> [ABOUT THIS EXERCISE]: Write out every entry once more, character for character.

RECORDED DATA START

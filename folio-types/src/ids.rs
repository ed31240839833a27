//! Identifier types for content items.
//!
//! Uses UUID v7 for time-ordered, globally unique identifiers.

use serde::{Deserialize, Serialize};
use std::fmt;
use std::str::FromStr;
use uuid::Uuid;

macro_rules! content_id {
    ($(#[$meta:meta])* $name:ident) => {
        $(#[$meta])*
        #[derive(Debug, Clone, Copy, PartialEq, Eq, Hash, PartialOrd, Ord, Serialize, Deserialize)]
        #[serde(transparent)]
        pub struct $name(Uuid);

        impl $name {
            /// Creates a new identifier with the current timestamp.
            #[must_use]
            pub fn new() -> Self {
                Self(Uuid::now_v7())
            }

            /// Creates an identifier from an existing UUID.
            #[must_use]
            pub const fn from_uuid(uuid: Uuid) -> Self {
                Self(uuid)
            }

            /// Returns the underlying UUID.
            #[must_use]
            pub const fn as_uuid(&self) -> Uuid {
                self.0
            }

            /// Parses an identifier from a string.
            pub fn parse(s: &str) -> Result<Self, uuid::Error> {
                Ok(Self(Uuid::parse_str(s)?))
            }
        }

        impl Default for $name {
            fn default() -> Self {
                Self::new()
            }
        }

        impl fmt::Display for $name {
            fn fmt(&self, f: &mut fmt::Formatter<'_>) -> fmt::Result {
                write!(f, "{}", self.0)
            }
        }

        impl FromStr for $name {
            type Err = uuid::Error;

            fn from_str(s: &str) -> Result<Self, Self::Err> {
                Self::parse(s)
            }
        }
    };
}

content_id!(
    /// Stable identifier of a content item, shared by all of its versions.
    ContentItemId
);

content_id!(
    /// Identifier of one stored version of a content item.
    ContentItemVersionId
);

RECORDED DATA END

> [PROBLEM SOLUTION]:
filename folio-types/src/ids.rs
repository ed31240839833a27
//! Identifier types for content items.
//!
//! Uses UUID v7 for time-ordered, globally unique identifiers.

use serde::{Deserialize, Serialize};
use std::fmt;
use std::str::FromStr;
use uuid::Uuid;

macro_rules! content_id {
    ($(#[$meta:meta])* $name:ident) => {
        $(#[$meta])*
        #[derive(Debug, Clone, Copy, PartialEq, Eq, Hash, PartialOrd, Ord, Serialize, Deserialize)]
        #[serde(transparent)]
        pub struct $name(Uuid);

        impl $name {
            /// Creates a new identifier with the current timestamp.
            #[must_use]
            pub fn new() -> Self {
                Self(Uuid::now_v7())
            }

            /// Creates an identifier from an existing UUID.
            #[must_use]
            pub const fn from_uuid(uuid: Uuid) -> Self {
                Self(uuid)
            }

            /// Returns the underlying UUID.
            #[must_use]
            pub const fn as_uuid(&self) -> Uuid {
                self.0
            }

            /// Parses an identifier from a string.
            pub fn parse(s: &str) -> Result<Self, uuid::Error> {
                Ok(Self(Uuid::parse_str(s)?))
            }
        }

        impl Default for $name {
            fn default() -> Self {
                Self::new()
            }
        }

        impl fmt::Display for $name {
            fn fmt(&self, f: &mut fmt::Formatter<'_>) -> fmt::Result {
                write!(f, "{}", self.0)
            }
        }

        impl FromStr for $name {
            type Err = uuid::Error;

            fn from_str(s: &str) -> Result<Self, Self::Err> {
                Self::parse(s)
            }
        }
    };
}

content_id!(
    /// Stable identifier of a content item, shared by all of its versions.
    ContentItemId
);

content_id!(
    /// Identifier of one stored version of a content item.
    ContentItemVersionId
);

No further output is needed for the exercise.